Além da questão do nome, outro ponto chama atenção: a inauguração do prédio é um mistério. O início do projeto aconteceu em setembro de 2016 e tinha como prazo de execução até meados de 2017.
No entanto, as obras foram interrompidas. Em setembro de 2019, as licitações para a construção do MIS foram concluídas. Em novembro do mesmo ano, a previsão de inauguração do museu era até dezembro de 2020. Em fevereiro de 2020, as obras foram retomadas, com um prazo de finalização inicialmente estabelecido em 12 meses. No entanto, ao longo do tempo, houve alterações nas estimativas de conclusão.
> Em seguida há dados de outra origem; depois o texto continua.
//! Defines the transaction store trait.

use crate::{
    Error,
    models::{Transaction, TransactionBuilder, TransactionId},
};

/// Handles the persistence of transactions.
pub trait TransactionStore {
    /// Write `builder` to the store.
    ///
    /// Inserts a new row when `builder` has no ID, otherwise overwrites the
    /// row with that ID in full, inserting it if it does not exist.
    ///
    /// # Errors
    /// Returns an [Error::SqlError] if there is an unexpected SQL error.
    fn save(&mut self, builder: TransactionBuilder) -> Result<Transaction, Error>;

    /// Retrieve the transaction with `id`, or `None` if there is no such
    /// transaction.
    ///
    /// # Errors
    /// Returns an [Error::SqlError] if there is an unexpected SQL error.
    fn find_by_id(&self, id: TransactionId) -> Result<Option<Transaction>, Error>;

    /// Report whether a transaction with `id` exists in the store.
    ///
    /// # Errors
    /// Returns an [Error::SqlError] if there is an unexpected SQL error.
    fn exists_by_id(&self, id: TransactionId) -> Result<bool, Error>;

    /// Remove the transaction with `id` from the store.
    ///
    /// # Errors
    /// This function will return a:
    /// - [Error::NotFound] if `id` does not refer to a stored transaction,
    /// - or [Error::SqlError] if there is some other SQL error.
    fn delete_by_id(&mut self, id: TransactionId) -> Result<(), Error>;

    /// Retrieve every transaction, most recently recorded first.
    ///
    /// Transactions recorded at the same instant are ordered newest ID first
    /// so the order is stable.
    ///
    /// # Errors
    /// Returns an [Error::SqlError] if there is an unexpected SQL error.
    fn find_all_by_created_at_desc(&self) -> Result<Vec<Transaction>, Error>;

    /// Sum the amounts of every transaction in the store.
    ///
    /// Returns `None` when the store holds no transactions.
    ///
    /// # Errors
    /// Returns an [Error::SqlError] if there is an unexpected SQL error.
    fn sum_of_amounts(&self) -> Result<Option<f64>, Error>;
}
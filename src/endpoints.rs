//! The API endpoints URIs.
//!
//! For endpoints that take a parameter, e.g., '/api/transaction/{id}', tests
//! substitute the parameter with `format_endpoint`.

/// The route to list, create and update transactions.
pub const TRANSACTION: &str = "/api/transaction";
/// The route to the ledger's current balance.
pub const CURRENT_BALANCE: &str = "/api/transaction/current-balance";
/// The route to access a single transaction.
pub const TRANSACTION_BY_ID: &str = "/api/transaction/{id}";

/// Replace the parameter in `endpoint_path` with `id`.
///
/// A parameter is a string that starts with a left brace, followed by
/// lowercase letters or underscores, and ends with a right brace.
/// For example, in the endpoint path '/api/transaction/{id}', '{id}' is the
/// parameter.
///
/// This function assumes that an endpoint path only contains ASCII characters
/// and a single parameter.
///
/// If no parameter is found in `endpoint_path`, the function returns the
/// the original `endpoint_path`.
#[cfg(test)]
pub fn format_endpoint(endpoint_path: &str, id: i64) -> String {
    let mut param_start = None;
    let mut param_end = None;

    for (i, c) in endpoint_path.chars().enumerate() {
        if c == '{' {
            param_start = Some(i);
        } else if param_start.is_some() && c == '}' {
            param_end = Some(i + 1);
            break;
        }
    }

    let param_start = match param_start {
        Some(start) => start,
        None => return endpoint_path.to_string(),
    };

    let param_end = param_end.unwrap_or(endpoint_path.len());

    format!(
        "{}{}{}",
        &endpoint_path[..param_start],
        id,
        &endpoint_path[param_end..]
    )
}
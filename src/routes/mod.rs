//! This module defines the REST API's route handlers.

mod transaction;

pub use transaction::{
    create_transaction, delete_transaction, get_all_transactions, get_current_balance,
    get_transaction, update_transaction,
};
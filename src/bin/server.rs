use std::{fs::OpenOptions, net::SocketAddr, sync::Arc};

use axum::{
    Router,
    extract::{MatchedPath, Request},
};
use axum_server::Handle;
use clap::Parser;
use rusqlite::Connection;
use tower_http::trace::TraceLayer;

use tracing_subscriber::{Layer, filter, layer::SubscriberExt, util::SubscriberInitExt};

use tallybook::{build_router, create_app_state, graceful_shutdown};

/// The REST API server for tallybook.
#[derive(Parser, Debug)]
#[command(version, about, long_about = None)]
struct Args {
    /// File path to the application SQLite database.
    #[arg(long)]
    db_path: String,

    /// The port to serve the API from.
    #[arg(short, long, default_value_t = 3000)]
    port: u16,
}

#[tokio::main]
async fn main() {
    setup_logging();

    let args = Args::parse();

    let addr = SocketAddr::from(([127, 0, 0, 1], args.port));

    let conn = Connection::open(&args.db_path).expect("Could not open database.");
    let app_state = create_app_state(conn).expect("Could not initialize the database.");

    let handle = Handle::new();
    tokio::spawn(graceful_shutdown(handle.clone()));

    let router = add_tracing_layer(build_router(app_state));

    tracing::info!("HTTP server listening on {}", addr);
    axum_server::bind(addr)
        .handle(handle)
        .serve(router.into_make_service())
        .await
        .expect("Could not serve the application.");
}

fn setup_logging() {
    let stdout_log = tracing_subscriber::fmt::layer().pretty();

    let log_file = OpenOptions::new()
        .create(true)
        .append(true)
        .open("debug.log")
        .expect("Could not create log file");

    let debug_log = tracing_subscriber::fmt::layer()
        .pretty()
        .with_writer(Arc::new(log_file));

    tracing_subscriber::registry()
        .with(
            stdout_log
                .with_filter(filter::LevelFilter::INFO)
                .and_then(debug_log)
                .with_filter(filter::LevelFilter::DEBUG),
        )
        .init();
}

fn add_tracing_layer(router: Router) -> Router {
    let tracing_layer = TraceLayer::new_for_http()
        .make_span_with(|req: &Request| {
            let method = req.method();
            let uri = req.uri();

            let matched_path = req
                .extensions()
                .get::<MatchedPath>()
                .map(|matched_path| matched_path.as_str());

            tracing::debug_span!("request", %method, %uri, matched_path)
        })
        // By default, `TraceLayer` will log 5xx responses but we're doing our specific
        // logging of errors so disable that
        .on_failure(());

    router.layer(tracing_layer)
}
A pandemia foi um fator que contribuiu para o atraso das obras. Em novembro de 2020, previa-se que a obra fosse entregue no segundo semestre de 2021. Porém, em novembro de 2021, a nova previsão indicava que a conclusão ocorreria em janeiro de 2022. Posteriormente, em janeiro de 2022, foi estabelecido que a obra seria finalizada em março do mesmo ano. Em setembro de 2022, as obras estavam 99% concluídas. Finalmente, em outubro, a reforma do prédio foi finalizada, porém, a data exata de inauguração do museu ainda não foi divulgada.
Para ocupar o presente
“Antes ocupar o espaço e logo em seguida poetar conforme for. Na gaveta, baratas e velharias. Poesia, não”, escreveu Torquato em seus Últimos dias. O trabalho de Francisco das Chagas Júnior frente ao Salve Rainha cruzou esse ideal, como uma forma de revolucionar a afetividade sobre os ambientes, fortalecendo conexões e o sentimento de pertencimento à cidade. Firmino olhou para o MIS como uma possibilidade de celebrar a cultura audiovisual. Cuidar e existir dentro desses espaços urbanos é uma forma de lutar para que a história de Teresina não se resuma a um apanhado de carros na sombra. Os nomes importam, é claro, mas talvez, antes da homenagem aos nomes, seja importante contribuir para que essas lutas reverberem em ações concretas para a preservação da memória e para o fomento cultural. E que a cultura fique de fora das gavetas e extravase para além do centro de Teresina, crescendo nas diversas regiões da capital e do estado.